Please state how many lines in the records contain the string "Parses", with no words besides the number.

***

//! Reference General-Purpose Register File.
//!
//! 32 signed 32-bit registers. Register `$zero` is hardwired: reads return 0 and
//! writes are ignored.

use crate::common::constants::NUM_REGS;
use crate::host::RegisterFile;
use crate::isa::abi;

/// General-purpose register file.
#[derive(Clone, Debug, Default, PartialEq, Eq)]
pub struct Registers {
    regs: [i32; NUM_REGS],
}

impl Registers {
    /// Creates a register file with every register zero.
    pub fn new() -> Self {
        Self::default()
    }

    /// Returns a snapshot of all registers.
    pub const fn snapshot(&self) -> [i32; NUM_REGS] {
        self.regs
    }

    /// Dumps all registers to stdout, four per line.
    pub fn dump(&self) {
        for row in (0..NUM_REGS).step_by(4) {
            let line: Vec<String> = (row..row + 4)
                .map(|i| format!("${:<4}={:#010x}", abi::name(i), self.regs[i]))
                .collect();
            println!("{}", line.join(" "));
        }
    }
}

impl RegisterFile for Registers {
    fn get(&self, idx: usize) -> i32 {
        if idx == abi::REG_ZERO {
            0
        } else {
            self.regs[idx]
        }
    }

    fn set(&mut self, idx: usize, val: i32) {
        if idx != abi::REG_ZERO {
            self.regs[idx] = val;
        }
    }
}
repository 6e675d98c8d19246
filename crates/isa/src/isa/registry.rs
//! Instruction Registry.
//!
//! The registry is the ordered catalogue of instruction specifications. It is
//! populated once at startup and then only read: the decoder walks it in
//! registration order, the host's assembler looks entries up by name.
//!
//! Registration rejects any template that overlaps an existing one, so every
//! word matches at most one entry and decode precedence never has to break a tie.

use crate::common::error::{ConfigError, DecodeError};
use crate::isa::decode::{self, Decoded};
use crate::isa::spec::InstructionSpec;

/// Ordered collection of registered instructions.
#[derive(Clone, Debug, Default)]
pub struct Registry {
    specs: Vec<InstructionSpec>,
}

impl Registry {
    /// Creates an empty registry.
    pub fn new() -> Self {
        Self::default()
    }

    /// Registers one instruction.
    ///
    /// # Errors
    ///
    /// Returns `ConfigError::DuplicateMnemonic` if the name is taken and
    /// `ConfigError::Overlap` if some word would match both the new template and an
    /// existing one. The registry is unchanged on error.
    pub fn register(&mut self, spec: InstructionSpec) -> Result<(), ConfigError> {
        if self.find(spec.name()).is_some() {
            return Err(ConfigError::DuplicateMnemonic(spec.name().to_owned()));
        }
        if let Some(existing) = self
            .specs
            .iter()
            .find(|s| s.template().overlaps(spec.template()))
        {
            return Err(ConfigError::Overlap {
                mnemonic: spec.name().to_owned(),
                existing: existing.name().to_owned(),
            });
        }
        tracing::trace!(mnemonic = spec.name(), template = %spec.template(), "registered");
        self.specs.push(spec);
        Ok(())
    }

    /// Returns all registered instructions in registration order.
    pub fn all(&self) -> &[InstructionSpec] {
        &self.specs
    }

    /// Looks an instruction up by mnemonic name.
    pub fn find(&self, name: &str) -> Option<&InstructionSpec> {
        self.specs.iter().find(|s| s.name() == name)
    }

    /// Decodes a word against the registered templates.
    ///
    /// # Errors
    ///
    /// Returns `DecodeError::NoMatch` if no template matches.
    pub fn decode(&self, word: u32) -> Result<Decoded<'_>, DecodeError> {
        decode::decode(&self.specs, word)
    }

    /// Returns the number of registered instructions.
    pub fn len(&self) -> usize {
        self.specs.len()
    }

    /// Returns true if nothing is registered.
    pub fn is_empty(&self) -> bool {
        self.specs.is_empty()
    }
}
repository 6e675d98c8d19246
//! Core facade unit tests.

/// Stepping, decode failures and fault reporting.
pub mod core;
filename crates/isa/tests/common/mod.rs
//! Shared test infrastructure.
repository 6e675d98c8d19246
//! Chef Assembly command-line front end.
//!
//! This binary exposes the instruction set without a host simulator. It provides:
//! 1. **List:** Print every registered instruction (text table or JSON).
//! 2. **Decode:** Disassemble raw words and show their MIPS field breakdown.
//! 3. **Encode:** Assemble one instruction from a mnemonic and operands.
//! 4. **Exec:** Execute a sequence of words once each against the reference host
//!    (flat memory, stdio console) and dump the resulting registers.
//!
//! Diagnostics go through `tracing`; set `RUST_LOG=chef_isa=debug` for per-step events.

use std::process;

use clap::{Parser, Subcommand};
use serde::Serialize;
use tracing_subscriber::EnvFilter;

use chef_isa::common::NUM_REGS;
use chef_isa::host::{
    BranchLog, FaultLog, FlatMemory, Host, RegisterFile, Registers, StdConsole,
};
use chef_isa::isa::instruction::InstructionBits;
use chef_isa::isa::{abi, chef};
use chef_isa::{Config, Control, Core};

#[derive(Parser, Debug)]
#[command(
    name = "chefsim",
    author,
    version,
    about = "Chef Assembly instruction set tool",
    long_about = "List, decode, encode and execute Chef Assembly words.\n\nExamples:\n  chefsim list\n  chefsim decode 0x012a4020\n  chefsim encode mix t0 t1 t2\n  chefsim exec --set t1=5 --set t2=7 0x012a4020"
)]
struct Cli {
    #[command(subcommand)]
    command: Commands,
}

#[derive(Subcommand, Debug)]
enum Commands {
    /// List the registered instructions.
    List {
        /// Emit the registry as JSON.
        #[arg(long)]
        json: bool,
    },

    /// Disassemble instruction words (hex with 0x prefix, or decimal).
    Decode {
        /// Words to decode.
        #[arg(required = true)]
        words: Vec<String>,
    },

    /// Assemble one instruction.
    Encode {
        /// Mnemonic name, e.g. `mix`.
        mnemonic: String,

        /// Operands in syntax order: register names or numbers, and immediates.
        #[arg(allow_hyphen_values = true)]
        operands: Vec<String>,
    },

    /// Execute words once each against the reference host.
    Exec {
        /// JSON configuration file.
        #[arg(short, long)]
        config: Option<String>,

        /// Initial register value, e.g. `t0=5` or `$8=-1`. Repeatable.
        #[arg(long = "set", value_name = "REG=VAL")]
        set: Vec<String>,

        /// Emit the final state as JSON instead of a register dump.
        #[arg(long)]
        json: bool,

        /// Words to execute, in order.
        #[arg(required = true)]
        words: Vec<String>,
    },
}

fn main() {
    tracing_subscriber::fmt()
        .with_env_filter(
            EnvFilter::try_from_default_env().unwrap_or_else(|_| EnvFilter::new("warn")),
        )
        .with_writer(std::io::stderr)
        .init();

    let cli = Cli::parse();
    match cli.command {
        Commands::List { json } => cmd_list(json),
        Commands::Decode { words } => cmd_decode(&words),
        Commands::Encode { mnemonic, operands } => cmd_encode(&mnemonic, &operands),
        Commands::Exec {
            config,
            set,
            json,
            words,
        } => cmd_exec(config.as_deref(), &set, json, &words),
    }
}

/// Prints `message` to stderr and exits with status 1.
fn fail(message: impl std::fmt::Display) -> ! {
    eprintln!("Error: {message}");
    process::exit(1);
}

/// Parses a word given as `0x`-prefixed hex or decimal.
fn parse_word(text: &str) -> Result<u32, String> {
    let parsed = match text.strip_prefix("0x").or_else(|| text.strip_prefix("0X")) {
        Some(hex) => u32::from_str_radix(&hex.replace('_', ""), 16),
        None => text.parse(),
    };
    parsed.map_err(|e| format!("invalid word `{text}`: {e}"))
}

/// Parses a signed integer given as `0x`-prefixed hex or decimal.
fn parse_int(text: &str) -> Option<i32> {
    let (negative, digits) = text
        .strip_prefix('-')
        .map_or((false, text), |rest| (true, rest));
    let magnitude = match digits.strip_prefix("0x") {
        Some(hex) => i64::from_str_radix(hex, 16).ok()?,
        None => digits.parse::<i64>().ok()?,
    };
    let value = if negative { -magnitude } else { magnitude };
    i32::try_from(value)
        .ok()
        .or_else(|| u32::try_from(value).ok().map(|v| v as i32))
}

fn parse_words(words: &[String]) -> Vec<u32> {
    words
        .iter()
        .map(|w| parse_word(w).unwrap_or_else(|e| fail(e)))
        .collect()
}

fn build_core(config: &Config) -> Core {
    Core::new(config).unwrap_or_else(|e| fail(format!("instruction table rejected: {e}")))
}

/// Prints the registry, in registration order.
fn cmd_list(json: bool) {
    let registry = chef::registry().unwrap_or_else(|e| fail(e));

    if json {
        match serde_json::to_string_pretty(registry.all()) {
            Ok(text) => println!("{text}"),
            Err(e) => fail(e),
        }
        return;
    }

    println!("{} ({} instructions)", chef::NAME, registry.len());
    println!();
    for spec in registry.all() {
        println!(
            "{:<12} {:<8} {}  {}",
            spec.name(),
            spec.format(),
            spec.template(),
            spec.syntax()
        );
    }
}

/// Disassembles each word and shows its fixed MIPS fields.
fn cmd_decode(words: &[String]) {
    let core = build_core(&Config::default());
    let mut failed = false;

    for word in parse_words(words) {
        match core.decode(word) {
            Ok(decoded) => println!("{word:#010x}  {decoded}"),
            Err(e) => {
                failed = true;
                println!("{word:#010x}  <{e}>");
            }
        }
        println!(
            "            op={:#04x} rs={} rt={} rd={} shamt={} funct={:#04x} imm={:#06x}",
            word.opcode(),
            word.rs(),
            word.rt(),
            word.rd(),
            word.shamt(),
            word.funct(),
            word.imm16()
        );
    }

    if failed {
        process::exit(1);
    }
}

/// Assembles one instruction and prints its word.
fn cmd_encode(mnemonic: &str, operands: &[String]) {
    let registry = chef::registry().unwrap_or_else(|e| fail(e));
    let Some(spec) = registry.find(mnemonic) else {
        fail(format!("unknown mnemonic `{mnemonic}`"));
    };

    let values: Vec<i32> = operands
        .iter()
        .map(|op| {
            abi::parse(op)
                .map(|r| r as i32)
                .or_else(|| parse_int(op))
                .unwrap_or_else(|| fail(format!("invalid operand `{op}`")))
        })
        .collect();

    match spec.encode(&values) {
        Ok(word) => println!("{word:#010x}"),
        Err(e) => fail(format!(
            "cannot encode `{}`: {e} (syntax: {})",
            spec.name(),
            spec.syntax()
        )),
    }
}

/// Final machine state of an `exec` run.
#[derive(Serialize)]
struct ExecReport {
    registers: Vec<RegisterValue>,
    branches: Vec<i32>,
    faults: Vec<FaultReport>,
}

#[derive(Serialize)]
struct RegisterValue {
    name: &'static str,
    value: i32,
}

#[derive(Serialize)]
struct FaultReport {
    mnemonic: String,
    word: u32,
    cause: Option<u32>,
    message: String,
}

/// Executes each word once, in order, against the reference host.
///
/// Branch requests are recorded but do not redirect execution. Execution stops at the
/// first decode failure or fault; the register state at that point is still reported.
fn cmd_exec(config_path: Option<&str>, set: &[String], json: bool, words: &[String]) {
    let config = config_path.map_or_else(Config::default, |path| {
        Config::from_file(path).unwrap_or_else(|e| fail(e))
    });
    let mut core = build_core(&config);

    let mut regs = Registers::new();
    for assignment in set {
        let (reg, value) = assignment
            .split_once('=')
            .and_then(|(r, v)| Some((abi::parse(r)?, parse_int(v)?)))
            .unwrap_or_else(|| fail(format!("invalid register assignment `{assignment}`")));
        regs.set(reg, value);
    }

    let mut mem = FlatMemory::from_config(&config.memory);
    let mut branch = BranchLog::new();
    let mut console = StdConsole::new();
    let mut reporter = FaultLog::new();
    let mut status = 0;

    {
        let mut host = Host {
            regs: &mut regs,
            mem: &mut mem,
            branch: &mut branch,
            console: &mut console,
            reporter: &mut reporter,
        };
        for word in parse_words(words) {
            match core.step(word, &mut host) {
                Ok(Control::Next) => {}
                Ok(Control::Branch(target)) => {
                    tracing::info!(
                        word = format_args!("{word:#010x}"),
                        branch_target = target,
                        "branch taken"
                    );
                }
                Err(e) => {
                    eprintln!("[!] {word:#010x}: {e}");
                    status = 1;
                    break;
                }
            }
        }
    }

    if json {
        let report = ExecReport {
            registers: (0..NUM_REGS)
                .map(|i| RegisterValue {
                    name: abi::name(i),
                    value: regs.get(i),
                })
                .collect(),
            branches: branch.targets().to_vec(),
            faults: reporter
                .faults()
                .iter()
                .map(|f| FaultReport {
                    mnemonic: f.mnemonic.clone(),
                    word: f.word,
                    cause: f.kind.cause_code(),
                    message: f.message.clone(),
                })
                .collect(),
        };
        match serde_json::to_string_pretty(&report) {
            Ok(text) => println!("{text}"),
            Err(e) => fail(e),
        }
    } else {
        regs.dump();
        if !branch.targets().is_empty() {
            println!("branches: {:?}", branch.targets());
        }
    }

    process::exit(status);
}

***

▶ [Result for this task]:
2